Extracted data entries:
== Segment start ==

use std::path::PathBuf;
use std::time::Duration;

use serde::{Deserialize, Serialize};

use crate::fetch::{FetchSettings, OversizePolicy, DEFAULT_USER_AGENT};
use crate::guard::AddressGuard;

/// Deployment-level knobs shared by every run of one process.
#[derive(Debug, Clone, PartialEq, Eq, Serialize, Deserialize)]
#[serde(default)]
pub struct EngineSettings {
    pub block_private_networks: bool,
    /// Domains allowed to resolve to internal addresses.
    pub trusted_hosts: Vec<String>,
    pub max_response_bytes: u64,
    pub connect_timeout_ms: u64,
    pub read_timeout_ms: u64,
    pub redirect_limit: usize,
    pub retry_backoff_ms: u64,
    pub retry_client_errors: bool,
    pub oversize_policy: OversizePolicy,
    pub exports_dir: PathBuf,
    pub user_agent: String,
    pub log_level: String,
}

impl Default for EngineSettings {
    fn default() -> Self {
        Self {
            block_private_networks: true,
            trusted_hosts: Vec::new(),
            max_response_bytes: 2_000_000,
            connect_timeout_ms: 5_000,
            read_timeout_ms: 20_000,
            redirect_limit: 5,
            retry_backoff_ms: 500,
            retry_client_errors: false,
            oversize_policy: OversizePolicy::Reject,
            exports_dir: PathBuf::from("exports"),
            user_agent: DEFAULT_USER_AGENT.to_string(),
            log_level: "info".to_string(),
        }
    }
}

impl EngineSettings {
    pub fn fetch_settings(&self) -> FetchSettings {
        let connect_timeout = Duration::from_millis(self.connect_timeout_ms);
        let read_timeout = Duration::from_millis(self.read_timeout_ms);
        FetchSettings {
            connect_timeout,
            read_timeout,
            request_timeout: connect_timeout + read_timeout,
            redirect_limit: self.redirect_limit,
            max_bytes: self.max_response_bytes,
            oversize: self.oversize_policy,
            retry_backoff: Duration::from_millis(self.retry_backoff_ms),
            retry_client_errors: self.retry_client_errors,
            user_agent: self.user_agent.clone(),
        }
    }

    pub fn address_guard(&self) -> AddressGuard {
        AddressGuard::system(self.block_private_networks)
            .with_trusted_hosts(&self.trusted_hosts)
    }
}

#[cfg(test)]
mod tests {
    use super::*;
    use crate::FailureKind;

    #[test]
    fn fetch_settings_derive_from_millis() {
        let settings = EngineSettings {
            connect_timeout_ms: 1_000,
            read_timeout_ms: 2_500,
            ..EngineSettings::default()
        };
        let fetch = settings.fetch_settings();
        assert_eq!(fetch.connect_timeout, Duration::from_secs(1));
        assert_eq!(fetch.request_timeout, Duration::from_millis(3_500));
        assert_eq!(fetch.max_bytes, 2_000_000);
    }

    #[tokio::test]
    async fn trusted_hosts_reach_the_guard() {
        let trusting = EngineSettings {
            trusted_hosts: vec!["LocalHost".into()],
            ..EngineSettings::default()
        };
        let guard = trusting.address_guard();
        assert!(guard.vet("http://localhost:9/").await.is_ok());
        let err = guard.vet("http://127.0.0.1:9/").await.unwrap_err();
        assert!(matches!(err.kind, FailureKind::BlockedAddress { .. }));

        let strict = EngineSettings::default().address_guard();
        assert!(strict.vet("http://localhost:9/").await.is_err());
    }
}
impl Orchestrator {
    /// `guard` vets targets before dispatch; it should match the one the
    /// fetcher enforces.
    pub fn new(
        fetcher: Arc<dyn Fetcher>,
        guard: AddressGuard,
        extractor: Arc<dyn Extractor>,
        writer: Arc<dyn TableWriter>,
    ) -> Self {
        Self {
            fetcher,
            guard,
            extractor,
            renderer: None,
            writer,
        }
    }

    pub fn with_renderer(mut self, renderer: Arc<dyn Renderer>) -> Self {
        self.renderer = Some(renderer);
        self
    }

    /// Production wiring: guarded reqwest fetcher, scraper extractor, CSV
    /// export into `exports_dir`. No renderer is attached.
    pub fn from_settings(settings: &EngineSettings) -> Self {
        let guard = settings.address_guard();
        let fetcher = GuardedFetcher::new(settings.fetch_settings(), guard.clone());
        Self::new(
            Arc::new(fetcher),
            guard,
            Arc::new(SelectorExtractor),
            Arc::new(CsvTableWriter::new(settings.exports_dir.clone())),
        )
    }

    pub async fn run(&self, request: &ExtractionRequest) -> AnalysisResult {
        let mut run = RunState::new();
        let mode = request.mode;
        engine_info!(
            "{} starting {} run for {}",
            run.tag,
            mode,
            request.address.trim()
        );

        if let Err(err) = request.validate() {
            return run.reject(mode, "validate", err);
        }
        run.note(TraceEntry::ok("validate").detail("mode", mode.as_str()));
        run.advance(RunEvent::Validated);

        // Dispatch
        if mode == Mode::Render && self.renderer.is_none() {
            return run.reject(mode, "dispatch", ConfigError::RendererUnavailable);
        }
        if request.body.is_some() && request.effective_body().is_none() {
            run.note(
                TraceEntry::ok("body_ignored")
                    .detail("reason", "body is only sent for xhr POST requests"),
            );
        }
        let expansions = expand(
            request.address.trim(),
            request.effective_body(),
            &request.params,
            &request.batch,
        );
        run.note(
            TraceEntry::ok("dispatch")
                .detail("mode", mode.as_str())
                .detail("path", acquisition_path(mode))
                .detail("method", request.effective_method().as_str())
                .detail("iterations", expansions.len())
                .detail(
                    "pagination",
                    request.pagination.as_ref().map_or("none", |p| p.kind()),
                ),
        );

        let verdicts = self.preflight(&expansions, &mut run).await;
        if let Some(message) = verdicts.all_blocked() {
            return run.reject(mode, "address_guard", ConfigError::AddressBlocked(message));
        }
        run.advance(RunEvent::Dispatched);

        let mut collected: Vec<Record> = Vec::new();
        for expansion in &expansions {
            if let Some(err) = verdicts.precheck(&expansion.address, mode) {
                run.fail_page(expansion, 0, &expansion.address, err, Duration::ZERO);
                continue;
            }
            let records = self.run_identifier(request, expansion, &mut run).await;
            collected.extend(records);
        }
        run.advance(RunEvent::IterationsFinished);
        run.note(
            TraceEntry::ok("aggregate")
                .detail("records", collected.len())
                .detail("iterations", expansions.len())
                .detail("requests", run.requests),
        );

        let raw_count = collected.len();
        let fields = catalog(&collected, &request.requested_fields);
        let filtering = filtering_requested(&request.requested_fields);
        let records = filter_records(collected, &fields, &request.requested_fields);
        if filtering {
            run.note(
                TraceEntry::ok("field_filter")
                    .detail("requested", request.requested_fields.clone())
                    .detail("matched", fields.selected().len())
                    .detail("unmatched", fields.unmatched.clone())
                    .detail("records_kept", records.len()),
            );
        }

        let started = Instant::now();
        let mut export_failure = None;
        let artifact = match export_records(self.writer.as_ref(), &records) {
            Ok(artifact) => {
                run.note(
                    TraceEntry::ok("export")
                        .elapsed(started.elapsed())
                        .detail("artifact", artifact.url.clone())
                        .detail("records", records.len()),
                );
                Some(artifact.url)
            }
            Err(ExportError::Empty) => {
                run.note(TraceEntry::ok("export").detail("skipped", "empty"));
                None
            }
            Err(err) => {
                run.note(
                    TraceEntry::failed("export")
                        .elapsed(started.elapsed())
                        .detail("error", err.to_string()),
                );
                export_failure = Some(err);
                None
            }
        };
        run.advance(RunEvent::Exported);

        let message = summary_message(
            request,
            raw_count,
            &records,
            &fields,
            filtering,
            export_failure.as_ref(),
            run.trace.failures(),
        );
        engine_info!(
            "{} finished: {} records, {} failed steps",
            run.tag,
            records.len(),
            run.trace.failures()
        );

        AnalysisResult {
            mode_used: mode,
            success: true,
            has_data: artifact.is_some(),
            message,
            artifact,
            record_count: records.len(),
            phase: run.phase,
            decision_trace: run.trace.into_entries(),
            fields,
            records,
        }
    }

    /// Vets each distinct expanded address once.
    async fn preflight(&self, expansions: &[Expansion], run: &mut RunState) -> Verdicts {
        let mut verdicts = Verdicts::default();
        if !self.guard.is_enabled() {
            run.note(TraceEntry::ok("address_guard").detail("enabled", false));
            return verdicts;
        }

        let started = Instant::now();
        for expansion in expansions {
            if verdicts.results.contains_key(&expansion.address) {
                continue;
            }
            let result = self.guard.vet(&expansion.address).await.map(|_| ());
            verdicts.results.insert(expansion.address.clone(), result);
        }
        run.note(
            TraceEntry::ok("address_guard")
                .elapsed(started.elapsed())
                .detail("enabled", true)
                .detail("checked", verdicts.results.len())
                .detail("blocked", verdicts.blocked_count()),
        );
        verdicts
    }

    /// Runs the full page sequence for one identifier.
    async fn run_identifier(
        &self,
        request: &ExtractionRequest,
        expansion: &Expansion,
        run: &mut RunState,
    ) -> Vec<Record> {
        let mut sequencer = PageSequencer::new(request.pagination.as_ref());
        let mut prior: Option<Vec<u8>> = None;
        let mut records = Vec::new();

        loop {
            let mutation = match sequencer.next(prior.as_deref()) {
                Step::Request(mutation) => mutation,
                Step::Done(reason) => {
                    run.note_stop(expansion, &reason, sequencer.emitted());
                    break;
                }
            };
            let mut params = expansion.params.clone();
            mutation.apply(&mut params);

            run.pace(request.delay_ms).await;
            let started = Instant::now();
            match self.acquire(request, expansion, params, run).await {
                Ok(page) => {
                    let empty = page.records.is_empty();
                    let mut entry = TraceEntry::ok("page")
                        .elapsed(started.elapsed())
                        .detail("page", mutation.page_index)
                        .detail("address", page.address)
                        .detail("source", page.source)
                        .detail("records", page.records.len());
                    if let Some(identifier) = &expansion.identifier {
                        entry = entry.detail("identifier", identifier.as_str());
                    }
                    run.note(entry);
                    records.extend(page.records);
                    prior = Some(page.body);

                    if empty && request.stop_on_empty_page {
                        run.note_stop(expansion, &StopReason::EmptyPage, sequencer.emitted());
                        break;
                    }
                }
                Err((address, err)) => {
                    run.fail_page(expansion, mutation.page_index, &address, &err, started.elapsed());
                    prior = None;
                }
            }
        }
        records
    }

    /// One page through the mode's acquisition path.
    async fn acquire(
        &self,
        request: &ExtractionRequest,
        expansion: &Expansion,
        params: Params,
        run: &mut RunState,
    ) -> Result<Page, (String, FetchError)> {
        if request.mode == Mode::Render {
            return self.acquire_rendered(request, expansion, &params).await;
        }

        let fetch_request = FetchRequest {
            address: expansion.address.clone(),
            method: request.effective_method(),
            headers: request.headers.clone(),
            params,
            body: expansion.body.clone(),
            cookies: request.cookies.clone(),
            max_retries: request.effective_max_retries(),
        };
        let display = compose_url(&fetch_request.address, &fetch_request.params)
            .map_or_else(|_| fetch_request.address.clone(), |url| url.to_string());

        let outcome = self
            .fetcher
            .fetch(&fetch_request, &mut run.trace)
            .await
            .map_err(|err| (display, err))?;
        if outcome.truncated {
            let err = FetchError::new(
                FailureKind::SizeExceeded {
                    max_bytes: outcome.bytes.len() as u64,
                    actual: None,
                },
                "response truncated at the byte cap",
            );
            return Err((outcome.url, err));
        }

        let content_type = outcome.content_type().map(str::to_string);
        let decoded = decode_document(&outcome.bytes, content_type.as_deref());
        if decoded.had_errors {
            engine_debug!(
                "{} {} decoded with replacement characters ({})",
                run.tag,
                outcome.url,
                decoded.encoding_label
            );
        }

        let (records, source) = match request.mode {
            Mode::Xhr => self
                .api_records(&decoded.text, content_type.as_deref())
                .map_err(|err| (outcome.url.clone(), err))?,
            _ => {
                let selector = request.selector();
                let records = self
                    .extractor
                    .extract(&decoded.text, selector)
                    .map_err(|err| (outcome.url.clone(), parse_failure(err.to_string())))?;
                (records, structural_source(selector))
            }
        };

        Ok(Page {
            records,
            body: outcome.bytes,
            address: outcome.url,
            source,
        })
    }

    async fn acquire_rendered(
        &self,
        request: &ExtractionRequest,
        expansion: &Expansion,
        params: &Params,
    ) -> Result<Page, (String, FetchError)> {
        let address = compose_url(&expansion.address, params)
            .map_err(|err| (expansion.address.clone(), err))?
            .to_string();
        let renderer = self.renderer.as_ref().ok_or_else(|| {
            (
                address.clone(),
                FetchError::new(FailureKind::InvalidRequest, "no renderer attached"),
            )
        })?;

        let bytes = renderer
            .render(&address, &request.render, &request.cookies)
            .await
            .map_err(|err| (address.clone(), FetchError::new(FailureKind::Network, err.to_string())))?;
        let decoded = decode_document(&bytes, None);
        let selector = request.selector();
        let records = self
            .extractor
            .extract(&decoded.text, selector)
            .map_err(|err| (address.clone(), parse_failure(err.to_string())))?;

        Ok(Page {
            records,
            body: bytes,
            address,
            source: structural_source(selector),
        })
    }

    /// JSON bodies go through record discovery; anything else is treated as
    /// a document unless it claimed to be JSON.
    fn api_records(
        &self,
        text: &str,
        content_type: Option<&str>,
    ) -> Result<(Vec<Record>, String), FetchError> {
        match serde_json::from_str::<Value>(text) {
            Ok(payload) => Ok(match find_json_records(&payload) {
                Some(found) => (found.records, format!("json:{}", found.path)),
                None => (Vec::new(), "json:none".to_string()),
            }),
            Err(err) if is_json_content_type(content_type) => {
                Err(parse_failure(format!("invalid JSON body: {err}")))
            }
            Err(_) => {
                let records = self
                    .extractor
                    .extract(text, None)
                    .map_err(|err| parse_failure(err.to_string()))?;
                Ok((records, "html:table".to_string()))
            }
        }
    }
}
use pretty_assertions::assert_eq;
use scrape_core::{catalog, filter_records, FieldMatch, Record};
use serde_json::json;

fn record(value: serde_json::Value) -> Record {
    value.as_object().cloned().unwrap()
}

fn sample() -> Vec<Record> {
    vec![
        record(json!({"company_name": "Acme", "rating": "4.5"})),
        record(json!({"company_name": "Globex", "city": "Springfield"})),
        record(json!({"rating": "3.9", "Company-Name": "dup"})),
    ]
}

#[test]
fn available_fields_are_union_in_first_seen_order() {
    let cat = catalog(&sample(), &[]);
    assert_eq!(
        cat.available,
        vec!["company_name", "rating", "city", "Company-Name"]
    );
    assert!(cat.matched.is_empty());
    assert!(cat.unmatched.is_empty());
}

#[test]
fn tolerant_matching_ignores_case_and_punctuation() {
    let requested = vec!["Company Name".to_string(), "CITY".to_string()];
    let cat = catalog(&sample(), &requested);
    assert_eq!(
        cat.matched,
        vec![
            FieldMatch {
                requested: "Company Name".into(),
                field: "company_name".into()
            },
            FieldMatch {
                requested: "CITY".into(),
                field: "city".into()
            },
        ]
    );
    assert!(cat.unmatched.is_empty());
}

#[test]
fn unmatched_requests_are_reported_without_error() {
    let requested = vec!["N/A".to_string(), "---".to_string()];
    let cat = catalog(&sample(), &requested);
    assert!(cat.matched.is_empty());
    // Names without alphanumerics are skipped entirely.
    assert_eq!(cat.unmatched, vec!["N/A"]);
}

#[test]
fn filter_keeps_matched_fields_and_drops_empty_records() {
    let requested = vec!["city".to_string()];
    let cat = catalog(&sample(), &requested);
    let filtered = filter_records(sample(), &cat, &requested);
    assert_eq!(filtered, vec![record(json!({"city": "Springfield"}))]);
}

#[test]
fn empty_request_leaves_records_untouched() {
    let cat = catalog(&sample(), &[]);
    assert_eq!(filter_records(sample(), &cat, &[]), sample());

    let blank = vec!["  ".to_string()];
    let cat = catalog(&sample(), &blank);
    assert_eq!(filter_records(sample(), &cat, &blank), sample());
}

#[test]
fn no_match_filters_everything_out() {
    let requested = vec!["price".to_string()];
    let cat = catalog(&sample(), &requested);
    assert!(filter_records(sample(), &cat, &requested).is_empty());
    assert_eq!(cat.unmatched, vec!["price"]);
}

== Segment end ==

TASK TO COMPLETE:
Using the entries above, state how many lines include the word "ConfigError", with no other words.

RESPONSE TO THE TASK:
2